Supplied material:
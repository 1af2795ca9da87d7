//! Self-Narrative Track
//!
//! Every `extraction_interval` new messages, the last window of the live
//! conversation is distilled into first-person facts and merged into the
//! persona's self-narrative. The cursor is process-local and starts at zero
//! for every session.

use std::sync::Arc;

use crate::application::config_service::ConfigService;
use crate::application::extractor::KnowledgeExtractor;
use crate::application::session::{SessionToken, TrackHandle};
use crate::domain::services::{merge_self_narrative, speaker_transcript};
use crate::domain::Message;
use crate::ports::{KnowledgeRepository, MessageSubscription};

/// Bookkeeping of the self-narrative cadence
#[derive(Debug, Clone, Copy, Default, PartialEq, Eq)]
pub struct NarrativeCursor {
    pub last_extracted_message_count: usize,
}

/// Cadence + merge for the persona's self-statements
pub struct SelfNarrativeTrack {
    token: SessionToken,
    persona_name: String,
    cursor: NarrativeCursor,
    extractor: Arc<KnowledgeExtractor>,
    knowledge: Arc<dyn KnowledgeRepository>,
    config: Arc<ConfigService>,
}

impl SelfNarrativeTrack {
    pub fn new(
        token: SessionToken,
        persona_name: String,
        extractor: Arc<KnowledgeExtractor>,
        knowledge: Arc<dyn KnowledgeRepository>,
        config: Arc<ConfigService>,
    ) -> Self {
        Self {
            token,
            persona_name,
            cursor: NarrativeCursor::default(),
            extractor,
            knowledge,
            config,
        }
    }

    pub fn cursor(&self) -> NarrativeCursor {
        self.cursor
    }

    pub fn token(&self) -> &SessionToken {
        &self.token
    }

    /// Feed the full current message list. Returns `true` when the interval
    /// was crossed and an extraction cycle ran.
    ///
    /// The cursor moves to `messages.len()` whenever a cycle runs, whether
    /// or not it produced facts, so a failed batch is never retried.
    pub async fn observe(&mut self, messages: &[Message]) -> bool {
        let settings = match self.config.get().await {
            Ok(settings) => settings,
            Err(e) => {
                tracing::warn!("Self-narrative check skipped, settings unavailable: {}", e);
                return false;
            }
        };

        let interval = settings.extraction_interval.max(1);
        let count = messages.len();
        let diff = count.saturating_sub(self.cursor.last_extracted_message_count);
        if diff < interval {
            tracing::debug!(
                conversation = %self.token.key(),
                diff,
                interval,
                "Self-narrative threshold not reached"
            );
            return false;
        }

        let window = &messages[count - interval..];
        let transcript = speaker_transcript(window, &self.persona_name);
        let facts = self
            .extractor
            .extract_self_narrative(&transcript, &settings)
            .await;

        if !facts.is_empty() {
            self.apply(facts).await;
        }

        self.cursor.last_extracted_message_count = count;
        true
    }

    async fn apply(&self, facts: Vec<String>) {
        if !self.token.is_live() {
            tracing::info!(
                conversation = %self.token.key(),
                "Discarding self-narrative facts from a closed session"
            );
            return;
        }

        let key = self.token.key();
        let mut state = match self.knowledge.find(key).await {
            Ok(state) => state.unwrap_or_default(),
            Err(e) => {
                tracing::warn!("Self-narrative merge skipped: {}", e);
                return;
            }
        };

        let added = merge_self_narrative(&mut state.self_narrative, facts);

        match self.knowledge.save(key, &state).await {
            Ok(()) => tracing::info!(
                "📖 Self-narrative updated for {}: {} new, {} total",
                key,
                added,
                state.self_narrative.len()
            ),
            Err(e) => tracing::warn!("Self-narrative save failed: {}", e),
        }
    }
}

/// Drive a track from a live subscription until the session closes or the
/// store goes away.
pub fn spawn_narrative_watcher(
    mut track: SelfNarrativeTrack,
    mut subscription: MessageSubscription,
) -> TrackHandle {
    TrackHandle::new(tokio::spawn(async move {
        while let Some(snapshot) = subscription.next().await {
            if !track.token().is_live() {
                break;
            }
            track.observe(&snapshot).await;
        }
        tracing::debug!(conversation = %track.token().key(), "Narrative watcher stopped");
    }))
}
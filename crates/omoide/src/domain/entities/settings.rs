//! GlobalSettings - Shared configuration
//!
//! Edited by the operator outside this system; read through the cached
//! `ConfigService` by both extraction tracks and the prompt composer.

use serde::{Deserialize, Serialize};

use super::persona::TraitCatalog;

/// Operator-wide configuration
#[derive(Debug, Clone, PartialEq, Serialize, Deserialize)]
pub struct GlobalSettings {
    /// Messages between self-narrative extractions
    #[serde(default = "default_extraction_interval")]
    pub extraction_interval: usize,
    /// Completed exchanges between relation extractions
    #[serde(default = "default_relation_threshold")]
    pub relation_threshold: u32,
    /// Messages included in a relations transcript
    #[serde(default = "default_relation_window")]
    pub relation_window: usize,
    /// Messages sent as chat history with every completion
    #[serde(default = "default_history_window")]
    pub history_window: usize,
    /// Verbosity for personas created without one
    #[serde(default = "default_verbosity")]
    pub default_verbosity: u8,
    #[serde(default = "default_model")]
    pub model: String,
    #[serde(default = "default_temperature")]
    pub temperature: f32,
    #[serde(default = "default_max_tokens")]
    pub max_tokens: u32,
    /// Free-text guidance appended to every persona prompt
    #[serde(default)]
    pub global_guideline: String,
    #[serde(default)]
    pub trait_catalog: TraitCatalog,
}

fn default_extraction_interval() -> usize {
    10
}

fn default_relation_threshold() -> u32 {
    10
}

fn default_relation_window() -> usize {
    20
}

fn default_history_window() -> usize {
    20
}

fn default_verbosity() -> u8 {
    50
}

fn default_model() -> String {
    "gpt-4o-mini".to_string()
}

fn default_temperature() -> f32 {
    0.8
}

fn default_max_tokens() -> u32 {
    1024
}

impl Default for GlobalSettings {
    fn default() -> Self {
        Self {
            extraction_interval: default_extraction_interval(),
            relation_threshold: default_relation_threshold(),
            relation_window: default_relation_window(),
            history_window: default_history_window(),
            default_verbosity: default_verbosity(),
            model: default_model(),
            temperature: default_temperature(),
            max_tokens: default_max_tokens(),
            global_guideline: String::new(),
            trait_catalog: TraitCatalog::default(),
        }
    }
}
//! Chat DTOs

use chrono::{DateTime, Utc};
use serde::{Deserialize, Serialize};
use utoipa::{IntoParams, ToSchema};
use uuid::Uuid;

use omoide::{Message, MessagePage};

/// Message author on the wire
#[derive(Debug, Clone, Copy, PartialEq, Eq, Serialize, Deserialize, ToSchema)]
#[serde(rename_all = "lowercase")]
pub enum SenderDto {
    User,
    Ai,
}

/// A persisted conversation turn
#[derive(Debug, Serialize, ToSchema)]
pub struct MessageResponse {
    pub id: Uuid,
    pub sender: SenderDto,
    pub text: String,
    pub created_at: DateTime<Utc>,
}

impl From<Message> for MessageResponse {
    fn from(message: Message) -> Self {
        Self {
            id: message.id,
            sender: match message.sender {
                omoide::Sender::User => SenderDto::User,
                omoide::Sender::Ai => SenderDto::Ai,
            },
            text: message.text,
            created_at: message.created_at,
        }
    }
}

/// Activate a persona for a user
#[derive(Debug, Deserialize, ToSchema)]
pub struct OpenSessionRequest {
    pub user_id: String,
}

/// Active session info
#[derive(Debug, Serialize, ToSchema)]
pub struct SessionResponse {
    pub user_id: String,
    pub persona_id: Uuid,
    pub persona_name: String,
}

/// Send a user message; the reply is delivered in the background
#[derive(Debug, Deserialize, ToSchema)]
pub struct SendMessageRequest {
    pub user_id: String,
    pub text: String,
}

/// History query: latest page, or the page before `before`
#[derive(Debug, Deserialize, IntoParams)]
#[into_params(parameter_in = Query)]
pub struct HistoryQuery {
    pub user_id: String,
    /// Page size (default 20, max 100)
    pub limit: Option<usize>,
    /// Cursor from a previous page: return messages older than this
    pub before: Option<DateTime<Utc>>,
}

/// One page of history, oldest first
#[derive(Debug, Serialize, ToSchema)]
pub struct MessagePageResponse {
    pub messages: Vec<MessageResponse>,
    /// Pass as `before` to load older messages; absent when the page is empty
    pub cursor: Option<DateTime<Utc>>,
}

impl From<MessagePage> for MessagePageResponse {
    fn from(page: MessagePage) -> Self {
        Self {
            messages: page.messages.into_iter().map(Into::into).collect(),
            cursor: page.cursor.map(|c| c.0),
        }
    }
}

/// Typing indicator of the active session
#[derive(Debug, Serialize, ToSchema)]
pub struct TypingResponse {
    pub active: bool,
    pub typing: bool,
}
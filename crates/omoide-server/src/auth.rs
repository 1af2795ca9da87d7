//! Simple API Key Authentication (Bearer Token)

use axum::{
    extract::Request,
    http::{header, StatusCode},
    middleware::Next,
    response::Response,
};

/// API Key from secrets
static API_KEY: std::sync::OnceLock<String> = std::sync::OnceLock::new();

/// Initialize the API key
pub fn init_api_key(key: String) {
    let _ = API_KEY.set(key);
}

fn get_api_key() -> Option<&'static str> {
    API_KEY.get().map(|s| s.as_str())
}

/// Outcome of checking an Authorization header against the configured key
#[derive(Debug, PartialEq, Eq)]
enum Verdict {
    Disabled,
    Accepted,
    Rejected(&'static str),
}

fn check(expected: Option<&str>, header: Option<&str>) -> Verdict {
    let expected = match expected {
        Some(key) if !key.is_empty() => key,
        _ => return Verdict::Disabled,
    };

    match header.map(|h| h.strip_prefix("Bearer ")) {
        Some(Some(token)) if token == expected => Verdict::Accepted,
        Some(Some(_)) => Verdict::Rejected("Invalid API key attempted"),
        Some(None) => Verdict::Rejected("Invalid Authorization header format"),
        None => Verdict::Rejected("Missing Authorization header"),
    }
}

/// Authentication middleware
/// Validates Bearer token against the API key
pub async fn auth_middleware(request: Request, next: Next) -> Result<Response, StatusCode> {
    let auth_header = request
        .headers()
        .get(header::AUTHORIZATION)
        .and_then(|h| h.to_str().ok());

    match check(get_api_key(), auth_header) {
        Verdict::Disabled => {
            // No API key configured = auth disabled (for development)
            tracing::warn!("No API key configured, authentication disabled");
            Ok(next.run(request).await)
        }
        Verdict::Accepted => Ok(next.run(request).await),
        Verdict::Rejected(reason) => {
            tracing::warn!("{}", reason);
            Err(StatusCode::UNAUTHORIZED)
        }
    }
}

Work item: Among the records above, which lines hold the word "Invalid"? Copy each one.

Answer:
        Some(Some(_)) => Verdict::Rejected("Invalid API key attempted"),
        Some(None) => Verdict::Rejected("Invalid Authorization header format"),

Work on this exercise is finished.